Louidgi Beltrame y superpose deux montages de films où archives et prises d’images coexistent, avec une composition sonore de l’artiste et compositeur norvégien Morten Norbye Halvorsen. D’un côté, l'observatoire solaire précolombien de Chankillo au Pérou filmé par l’artiste alterne avec des vues de soleil enregistrées par le télescope spatial de la NASA, de l’autre, des rushes de la Tomba Brion – une tombe de l’architecte Carlo Scarpa – dialoguent avec des images réalisées en microscopie cellulaire montrant l’architecture des cellules vivantes. « Ainsi, les quatre régimes d’images mis en jeu dans le montage sur deux écrans de Symbiotic Consciousness se contaminent, s’interpellent et se recombinent, générant des perspectives et des possibles quant aux questionnements critiques de nos mondes. »

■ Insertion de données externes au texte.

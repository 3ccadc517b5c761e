use criterion::{black_box, criterion_group, criterion_main, Criterion};
use keyed_ecs::prelude::*;

#[derive(Debug, Clone, Copy)]
struct Position {
    x: f32,
    y: f32,
}

#[derive(Debug, Clone, Copy)]
struct Velocity {
    x: f32,
    y: f32,
}

#[derive(Debug, Clone, Copy)]
struct Likes(u32);

fn populated_world(count: usize) -> World {
    let mut world = World::new();
    let entities = world.spawn_n(count);
    for (i, &e) in entities.iter().enumerate() {
        world
            .add_component(
                e,
                Identity::NONE,
                Position {
                    x: i as f32,
                    y: 0.0,
                },
            )
            .unwrap();
        world
            .add_component(e, Identity::NONE, Velocity { x: 1.0, y: 1.0 })
            .unwrap();
    }
    world
}

fn bench_spawn(c: &mut Criterion) {
    c.bench_function("spawn_10k", |b| {
        b.iter(|| {
            let mut world = World::new();
            black_box(world.spawn_n(10_000));
        });
    });
}

fn bench_add_component(c: &mut Criterion) {
    c.bench_function("add_component_10k", |b| {
        b.iter(|| {
            let mut world = World::new();
            for e in world.spawn_n(10_000) {
                world.add_component(e, Identity::NONE, Position { x: 0.0, y: 0.0 }).unwrap();
            }
            black_box(world.archetype_count());
        });
    });
}

fn bench_stream_sequential(c: &mut Criterion) {
    let mut world = populated_world(100_000);
    c.bench_function("stream_for_each_100k", |b| {
        b.iter(|| {
            world.stream::<(Position, Velocity)>().for_each(|_, pos, vel| {
                pos.x += vel.x;
                pos.y += vel.y;
            });
        });
    });
}

fn bench_stream_wildcard(c: &mut Criterion) {
    let mut world = World::new();
    let targets: Vec<_> = (0..4).map(|_| world.spawn()).collect();
    let entities = world.spawn_n(10_000);
    for &e in &entities {
        for &t in &targets {
            world.add_component(e, t, Likes(1)).unwrap();
        }
    }
    c.bench_function("stream_wildcard_cross_join_10kx4", |b| {
        b.iter(|| {
            let total = world
                .query::<(Likes,)>()
                .matching(0, Identity::ANY_ENTITY)
                .compile()
                .for_each_uniform(0u64, |acc, _, likes| *acc += likes.0 as u64);
            black_box(total);
        });
    });
}

#[cfg(feature = "parallel")]
fn bench_stream_parallel(c: &mut Criterion) {
    let mut world = populated_world(100_000);
    c.bench_function("stream_parallel_100k", |b| {
        b.iter(|| {
            world.stream::<(Position, Velocity)>().parallel(
                |_, pos, vel| {
                    pos.x += vel.x;
                    pos.y += vel.y;
                },
                Some(4096),
            );
        });
    });
}

#[cfg(feature = "parallel")]
criterion_group!(
    benches,
    bench_spawn,
    bench_add_component,
    bench_stream_sequential,
    bench_stream_wildcard,
    bench_stream_parallel
);

#[cfg(not(feature = "parallel"))]
criterion_group!(
    benches,
    bench_spawn,
    bench_add_component,
    bench_stream_sequential,
    bench_stream_wildcard
);

criterion_main!(benches);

Louidgi Beltrame est né à Marseille en 1971. Son travail se développe autour d’une documentation des modes d’organisation humaine dans l’histoire du vingtième siècle. Il se déplace sur des sites définis par une relation paradigmatique à la modernité : Hiroshima, Rio de Janeiro, Brasilia, Chandigarh, Tchernobyl ou encore la colonie minière de Gunkanjima au large de Nagasaki. Ses films – qui reposent sur l’enregistrement du réel et la constitution d’une archive – font appel à la fiction comme une manière possible d’envisager l’Histoire. Son travail a notamment fait l’objet d’expositions personnelles au MAC Lima, 2021, CAC Passerelle, 2018, Palais de Tokyo, 2015, au Kunstverein de Langenhagen, 2015, à la galerie Jousse Entreprise, à la Fondation d’entreprise Ricard, 2010, au CAC Les églises, Chelles, 2010 et au Jeu de Paume, 2006.